▶ Exercise description
Which lines mention "Some"? Show each one from the listing.

▶ Records for processing
//! Deterministic engine that replays a fixed list of pin changes.
//!
//! Stands in for a real simulator wherever the exact cycle of each event
//! must be known in advance: the harness test suites, and dry runs of the
//! result pipeline on machines without libsimavr.

use std::path::Path;

use avrbench_elf::FirmwareImage;
use tracing::trace;

use crate::{Mcu, PinChange, PinHandler, PinId, SimError};

/// Cycles covered by one `advance` unless overridden.
pub const DEFAULT_QUANTUM: u64 = 1000;

#[derive(Clone, Copy, Debug)]
struct ScriptedEvent {
    cycle: u64,
    pin: PinId,
    value: u32,
}

/// Engine that emits pre-recorded pin changes at fixed cycles.
pub struct ScriptedMcu {
    firmware_size: u32,
    events: Vec<ScriptedEvent>,
    next_event: usize,
    cycle: u64,
    quantum: u64,
    fault_at: Option<u64>,
    subscriptions: Vec<(PinId, PinHandler)>,
}

impl ScriptedMcu {
    /// Create an engine reporting `firmware_size` with no events.
    pub fn new(firmware_size: u32) -> Self {
        Self {
            firmware_size,
            events: Vec::new(),
            next_event: 0,
            cycle: 0,
            quantum: DEFAULT_QUANTUM,
            fault_at: None,
            subscriptions: Vec::new(),
        }
    }

    /// Create an engine whose firmware size comes from a real image on disk.
    pub fn load(firmware_path: impl AsRef<Path>) -> Result<Self, SimError> {
        let path = firmware_path.as_ref();
        if !path.exists() {
            return Err(SimError::FirmwareNotFound(path.to_path_buf()));
        }
        let image = FirmwareImage::load(path)?;
        Ok(Self::new(image.flash_size()))
    }

    /// Schedule a level change. Events may be added in any order.
    #[must_use]
    pub fn with_event(mut self, cycle: u64, pin: PinId, value: u32) -> Self {
        let event = ScriptedEvent { cycle, pin, value };
        // Keep insertion order among equal cycles.
        let at = self.events.partition_point(|e| e.cycle <= cycle);
        self.events.insert(at, event);
        self
    }

    /// Schedule a low pulse: drive `pin` low at `cycle` and high one cycle later.
    #[must_use]
    pub fn with_low_pulse(self, cycle: u64, pin: PinId) -> Self {
        self.with_event(cycle, pin, 0).with_event(cycle + 1, pin, 1)
    }

    /// Cycles covered by each `advance` (minimum 1).
    #[must_use]
    pub fn with_quantum(mut self, quantum: u64) -> Self {
        self.quantum = quantum.max(1);
        self
    }

    /// Make the core crash when execution reaches `cycle`.
    #[must_use]
    pub fn with_fault_at(mut self, cycle: u64) -> Self {
        self.fault_at = Some(cycle);
        self
    }

    /// Events not yet delivered.
    pub fn pending_events(&self) -> usize {
        self.events.len() - self.next_event
    }

    /// Deliver every event scheduled at `cycle`, in subscription order.
    fn deliver_group(&mut self, cycle: u64) {
        let start = self.next_event;
        let end = start + self.events[start..].partition_point(|e| e.cycle == cycle);
        self.next_event = end;
        self.cycle = cycle;

        let group = &self.events[start..end];
        for (pin, handler) in &mut self.subscriptions {
            for event in group.iter().filter(|e| e.pin == *pin) {
                trace!(pin = %event.pin, value = event.value, cycle, "scripted pin change");
                handler(PinChange {
                    pin: event.pin,
                    value: event.value,
                    cycle,
                });
            }
        }
    }
}

impl Mcu for ScriptedMcu {
    fn advance(&mut self) -> Result<(), SimError> {
        let end = self.cycle.saturating_add(self.quantum);

        while let Some(event) = self.events.get(self.next_event) {
            if event.cycle > end {
                break;
            }
            if let Some(fault) = self.fault_at
                && fault <= event.cycle
            {
                break;
            }
            self.deliver_group(event.cycle);
        }

        if let Some(fault) = self.fault_at
            && fault <= end
        {
            self.cycle = self.cycle.max(fault);
            return Err(SimError::Crashed { cycle: self.cycle });
        }

        self.cycle = end;
        Ok(())
    }

    fn cycle(&self) -> u64 {
        self.cycle
    }

    fn firmware_size(&self) -> u32 {
        self.firmware_size
    }

    fn subscribe(&mut self, pin: PinId, handler: PinHandler) -> Result<(), SimError> {
        self.subscriptions.push((pin, handler));
        Ok(())
    }
}

#[cfg(test)]
mod tests {
    use std::cell::RefCell;
    use std::rc::Rc;

    use super::*;

    fn recorder(mcu: &mut ScriptedMcu, pin: PinId) -> Rc<RefCell<Vec<PinChange>>> {
        let seen = Rc::new(RefCell::new(Vec::new()));
        let sink = Rc::clone(&seen);
        mcu.subscribe(pin, Box::new(move |c| sink.borrow_mut().push(c)))
            .unwrap();
        seen
    }

    #[test]
    fn test_events_delivered_in_cycle_order() {
        let mut mcu = ScriptedMcu::new(0)
            .with_event(30, PinId::BEGIN, 0)
            .with_event(10, PinId::BEGIN, 0)
            .with_event(20, PinId::BEGIN, 1);
        let seen = recorder(&mut mcu, PinId::BEGIN);

        mcu.advance().unwrap();

        let cycles: Vec<u64> = seen.borrow().iter().map(|c| c.cycle).collect();
        assert_eq!(cycles, vec![10, 20, 30]);
        assert_eq!(mcu.cycle(), DEFAULT_QUANTUM);
    }

    #[test]
    fn test_same_cycle_follows_subscription_order() {
        let order = Rc::new(RefCell::new(Vec::new()));
        let mut mcu = ScriptedMcu::new(0)
            .with_event(5, PinId::STOP, 1)
            .with_event(5, PinId::BEGIN, 0);

        for pin in [PinId::BEGIN, PinId::STOP] {
            let order = Rc::clone(&order);
            mcu.subscribe(pin, Box::new(move |c| order.borrow_mut().push(c.pin)))
                .unwrap();
        }
        mcu.advance().unwrap();

        assert_eq!(*order.borrow(), vec![PinId::BEGIN, PinId::STOP]);
    }

    #[test]
    fn test_quantum_bounds_delivery() {
        let mut mcu = ScriptedMcu::new(0)
            .with_quantum(100)
            .with_event(50, PinId::BEGIN, 0)
            .with_event(150, PinId::BEGIN, 0);
        let seen = recorder(&mut mcu, PinId::BEGIN);

        mcu.advance().unwrap();
        assert_eq!(seen.borrow().len(), 1);
        assert_eq!(mcu.pending_events(), 1);

        mcu.advance().unwrap();
        assert_eq!(seen.borrow().len(), 2);
        assert_eq!(mcu.cycle(), 200);
    }

    #[test]
    fn test_unsubscribed_pins_are_dropped() {
        let mut mcu = ScriptedMcu::new(0).with_low_pulse(10, PinId::new('D', 2).unwrap());
        let seen = recorder(&mut mcu, PinId::BEGIN);
        mcu.advance().unwrap();
        assert!(seen.borrow().is_empty());
        assert_eq!(mcu.pending_events(), 0);
    }

    #[test]
    fn test_fault_stops_delivery() {
        let mut mcu = ScriptedMcu::new(0)
            .with_event(10, PinId::BEGIN, 0)
            .with_event(90, PinId::BEGIN, 0)
            .with_fault_at(50);
        let seen = recorder(&mut mcu, PinId::BEGIN);

        let err = mcu.advance().unwrap_err();
        assert!(matches!(err, SimError::Crashed { cycle: 50 }));
        assert_eq!(seen.borrow().len(), 1);
    }

    #[test]
    fn test_load_missing_firmware() {
        let err = ScriptedMcu::load("/nonexistent/opt-sort.avr").err().unwrap();
        assert!(matches!(err, SimError::FirmwareNotFound(_)));
    }
}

▶ Response for this exercise
        self.fault_at = Some(cycle);
        while let Some(event) = self.events.get(self.next_event) {
            if let Some(fault) = self.fault_at
        if let Some(fault) = self.fault_at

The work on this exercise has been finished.